§ Work instruction
Given the listing below, write out exactly the lines starting with the line that has "Self::default()" and going on through the line that has "impl JobStore for", both kept.
** Dataset records follows **
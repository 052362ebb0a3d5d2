//! 메모리 저장소
//!
//! 프로세스가 종료되면 모든 작업이 사라집니다.
//! 단일 `RwLock` 아래에서 검사와 갱신을 함께 수행하므로 상태 갱신은 원자적입니다.

use std::collections::{HashMap, HashSet};

use tokio::sync::RwLock;
use vigil_core::error::StoreError;
use vigil_core::types::{Job, JobFilter, JobId, JobStatus, ScanResult, StatusUpdate};

use crate::{JobStore, sort_jobs};

#[derive(Debug, Default)]
struct Inner {
    jobs: HashMap<JobId, Job>,
    results: HashMap<JobId, ResultLog>,
}

/// 작업 하나의 결과 목록과 ID 색인
#[derive(Debug, Default)]
struct ResultLog {
    entries: Vec<ScanResult>,
    ids: HashSet<String>,
}

impl ResultLog {
    /// 같은 ID가 이미 있으면 `false`를 반환하고 아무것도 추가하지 않습니다.
    fn push(&mut self, result: &ScanResult) -> bool {
        if !self.ids.insert(result.id.clone()) {
            return false;
        }
        self.entries.push(result.clone());
        true
    }
}

/// 프로세스 내 작업 저장소
#[derive(Debug, Default)]
pub struct MemoryJobStore {
    inner: RwLock<Inner>,
}

impl MemoryJobStore {
    /// 빈 저장소를 만듭니다.
    pub fn new() -> Self {
        Self::default()
    }

    /// 저장된 작업 수
    pub async fn len(&self) -> usize {
        self.inner.read().await.jobs.len()
    }

    /// 저장된 작업이 없는지 확인합니다.
    pub async fn is_empty(&self) -> bool {
        self.inner.read().await.jobs.is_empty()
    }
}

impl JobStore for MemoryJobStore {
    fn name(&self) -> &str {
        "memory"
    }

    async fn create_job(&self, job: &Job) -> Result<(), StoreError> {
        let mut inner = self.inner.write().await;
        if inner.jobs.contains_key(&job.id) {
            return Err(StoreError::AlreadyExists(job.id));
        }
        inner.jobs.insert(job.id, job.clone());
        inner.results.insert(job.id, ResultLog::default());
        Ok(())
    }

    async fn get_job(&self, id: JobId) -> Result<Job, StoreError> {
        self.inner
            .read()
            .await
            .jobs
            .get(&id)
            .cloned()
            .ok_or(StoreError::NotFound(id))
    }

    async fn list_jobs(&self, filter: &JobFilter) -> Result<Vec<Job>, StoreError> {
        let inner = self.inner.read().await;
        let mut jobs: Vec<Job> = inner
            .jobs
            .values()
            .filter(|job| job.matches(filter))
            .cloned()
            .collect();
        sort_jobs(&mut jobs);
        if let Some(limit) = filter.limit {
            jobs.truncate(limit);
        }
        Ok(jobs)
    }

    async fn update_status(&self, update: &StatusUpdate) -> Result<Job, StoreError> {
        let mut inner = self.inner.write().await;
        let job = inner
            .jobs
            .get_mut(&update.id)
            .ok_or(StoreError::NotFound(update.id))?;
        if job.status != update.expected {
            return Err(StoreError::Conflict {
                id: update.id,
                expected: update.expected,
                actual: job.status,
            });
        }
        update.apply_to(job);
        Ok(job.clone())
    }

    async fn delete_job(&self, id: JobId) -> Result<(), StoreError> {
        let mut inner = self.inner.write().await;
        if inner.jobs.remove(&id).is_none() {
            return Err(StoreError::NotFound(id));
        }
        inner.results.remove(&id);
        Ok(())
    }

    async fn append_result(&self, result: &ScanResult) -> Result<(), StoreError> {
        let mut inner = self.inner.write().await;
        let status = inner
            .jobs
            .get(&result.job_id)
            .map(|job| job.status)
            .ok_or(StoreError::NotFound(result.job_id))?;
        if status != JobStatus::Running {
            return Err(StoreError::Conflict {
                id: result.job_id,
                expected: JobStatus::Running,
                actual: status,
            });
        }

        if !inner.results.entry(result.job_id).or_default().push(result) {
            return Err(StoreError::DuplicateResult {
                job_id: result.job_id,
                result_id: result.id.clone(),
            });
        }
        Ok(())
    }

    async fn list_results(&self, job_id: JobId) -> Result<Vec<ScanResult>, StoreError> {
        let inner = self.inner.read().await;
        if !inner.jobs.contains_key(&job_id) {
            return Err(StoreError::NotFound(job_id));
        }
        Ok(inner
            .results
            .get(&job_id)
            .map(|log| log.entries.clone())
            .unwrap_or_default())
    }

    async fn ping(&self) -> Result<(), StoreError> {
        Ok(())
    }
}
** End of Dataset records **
§ Written solution
        Self::default()
    }

    /// 저장된 작업 수
    pub async fn len(&self) -> usize {
        self.inner.read().await.jobs.len()
    }

    /// 저장된 작업이 없는지 확인합니다.
    pub async fn is_empty(&self) -> bool {
        self.inner.read().await.jobs.is_empty()
    }
}

impl JobStore for MemoryJobStore {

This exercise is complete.